FTA made two changes to this chapter in response to comments. First, in paragraph 7, “State Administrative Expenses,” we added a provision allowing the administrative funds for Section 5310, JARC, and/or New Freedom to be combined to support activities such as coordinated planning that are common to all three programs. In the September 6, 2006, notice, we stated this was allowable, but we did not include this information in the proposed circular. Second, in paragraph 9, “Federal/Local Matching Requirements” we removed the reference to specific Federal programs and instead used generic terms to describe the types of programs that are a potential source for local match, including employment, training, aging, medical, community services, and rehabilitation services.

One commenter requested that the sliding scale table for Federal match, which addresses the “Sliding Scale Rate for Transit Capital Grants” include the “increased Federal share for operating assistance” for States participating in the Section 5310 pilot program. Section 3012 of SAFETEA-LU, which established the pilot program, caps the Federal share for operating expenses for this program at 50 percent (see Section 3012(b)(3)), so the sliding scale rate does not apply to the pilot program. As stated previously, FTA issued general guidance for the pilot program in a Federal Register notice (70 FR 69201, Nov. 14, 2005) and announced the States selected to participate in a later Federal Register notice (71 FR 59101, Feb. 3, 2006). Individuals interested in this program should refer to those documents.

Most comments on this chapter related to eligible activities. FTA proposed that eligible capital expenses would remain substantially the same as in the 1998 circular, with the addition of mobility management activities as eligible expenses. We pointed out in the September 6, 2006, Federal Register notice and the proposed circular that the list of eligible activities is illustrative and not exhaustive. Two commenters wanted to see mention of contracted service, or purchase-of-service agreements as an eligible capital expense. This item is in paragraph 8(m). One commenter asserted that any Intelligent Transportation Service (ITS) project should be eligible under all three programs. ITS is mentioned in paragraph 8(o), and is further identified as a project that is part of mobility management under paragraph 8(p)(7). One commenter asked FTA to reconsider funding the coordinated plan under mobility management. As we explained in the September 6, 2006, notice, mobility management is an eligible expense and includes project planning activities. However, any planning project must be derived from a coordinated plan. Therefore, mobility management funds may not be used to develop the coordinated plan. Mobility management activities are a capital expense funded at an 80/20 Federal/local funding share pursuant to 49 U.S.C 5310(c). Start Printed Page 14854

One commenter explored the differences among the Section 5310, JARC, and New Freedom programs, and seemed to disagree with the fact that States are not required to competitively select Section 5310 programs. The commenter also seemed to imply that having Section 5310 projects included in the Statewide Transportation Improvement Program (STIP) and the Transportation Improvement Program (TIP) was a new requirement. Under Section 5310, States allocate funds to private non-profit organizations or governmental authorities. Most States choose to use a competitive process, and FTA encourages the practice, but the law does not require competitive selection for 5310 as it does for JARC and New Freedom. All grant funds are subject to planning requirements; Section 5310 projects have always had to be part of the STIP and TIP.

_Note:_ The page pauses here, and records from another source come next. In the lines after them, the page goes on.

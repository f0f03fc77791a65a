//! Repository handlers, one per table.

pub mod notes;
pub mod raffles;
pub mod repository;
pub mod roles;
pub mod users;

pub use repository::Repository;
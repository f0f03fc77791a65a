//! Request-time identity resolution.
//!
//! [`CurrentUser`] is an axum extractor: handlers that take it as an argument
//! only run for requests carrying a valid bearer token that resolves to an
//! active account.

use axum::extract::FromRequestParts;
use axum::http::header::AUTHORIZATION;
use axum::http::request::Parts;
use tracing::instrument;

use crate::AppState;
use crate::api::models::users::CurrentUser;
use crate::db::handlers::users::Users;
use crate::errors::{Error, Result};

/// Pull the token out of an `Authorization: Bearer <token>` header.
fn bearer_token(parts: &Parts) -> Option<&str> {
    parts.headers.get(AUTHORIZATION)?.to_str().ok()?.strip_prefix("Bearer ")
}

/// Reject identities whose account has been deactivated.
///
/// Runs on every authenticated request, so deactivating an account takes
/// effect immediately even for tokens issued before the deactivation.
pub fn ensure_active(user: CurrentUser) -> Result<CurrentUser> {
    if user.is_active { Ok(user) } else { Err(Error::InactiveIdentity) }
}

impl FromRequestParts<AppState> for CurrentUser {
    type Rejection = Error;

    #[instrument(skip(parts, state))]
    async fn from_request_parts(parts: &mut Parts, state: &AppState) -> Result<Self> {
        let token = bearer_token(parts).ok_or(Error::InvalidToken)?;
        let claims = state.tokens.verify(token)?;

        let mut conn = state.db.acquire().await.map_err(|e| Error::Database(e.into()))?;
        let mut users = Users::new(&mut conn);

        // A token whose subject no longer resolves is treated as an invalid
        // token, not as a missing resource
        let user = users.get_user_by_username(&claims.sub).await?.ok_or(Error::InvalidToken)?;

        ensure_active(user.into())
    }
}

#[cfg(test)]
mod tests {
    use super::*;
    use crate::test_utils::current_user_fixture;
    use axum::http::Request;

    fn parts_with_auth(value: &str) -> Parts {
        let request = Request::builder().uri("/").header(AUTHORIZATION, value).body(()).unwrap();
        request.into_parts().0
    }

    #[test]
    fn test_bearer_token_extraction() {
        let parts = parts_with_auth("Bearer abc.def.ghi");
        assert_eq!(bearer_token(&parts), Some("abc.def.ghi"));
    }

    #[test]
    fn test_non_bearer_schemes_rejected() {
        let parts = parts_with_auth("Basic dXNlcjpwYXNz");
        assert_eq!(bearer_token(&parts), None);

        let request = Request::builder().uri("/").body(()).unwrap();
        let (parts, _) = request.into_parts();
        assert_eq!(bearer_token(&parts), None);
    }

    #[test]
    fn test_inactive_identity_is_its_own_failure() {
        let mut user = current_user_fixture(1, "alice", &[]);
        user.is_active = false;

        let err = ensure_active(user).unwrap_err();
        assert!(matches!(err, Error::InactiveIdentity));
    }

    #[test]
    fn test_active_identity_passes_through() {
        let user = current_user_fixture(1, "alice", &[]);
        assert!(ensure_active(user).is_ok());
    }
}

One commenter wanted to know if States could “pool” their JARC, New Freedom, and Section 5310 funds into a combined set of funds, provided that they could show that the priorities of all programs are being met. The transfer provisions in SAFETEA-LU do not permit such a pooling of funds; funds may not be “flexed” from one program to another. One commenter asserted that the authority granted in SAFETEA-LU to designated urbanized area recipients to develop their own competitive selection criteria for apportioned Section 5316 (JARC) and 5317 (New Freedom) funds could be extended to the Section 5310 program if States were permitted to sub-apportion some of their 5310 funds to the designated recipient. FTA notes again that while most States conduct a competitive selection process for Section 5310, there is no statutory competitive selection requirement for Section 5310. Second, States may allocate funds to government authorities (e.g., designated recipients) only when the government authority is approved by the State to coordinate services for elderly individuals and individuals with disabilities, or if the authority certifies that there are no non-profit organizations readily available to provide the special services, which is unlikely in a large urbanized area.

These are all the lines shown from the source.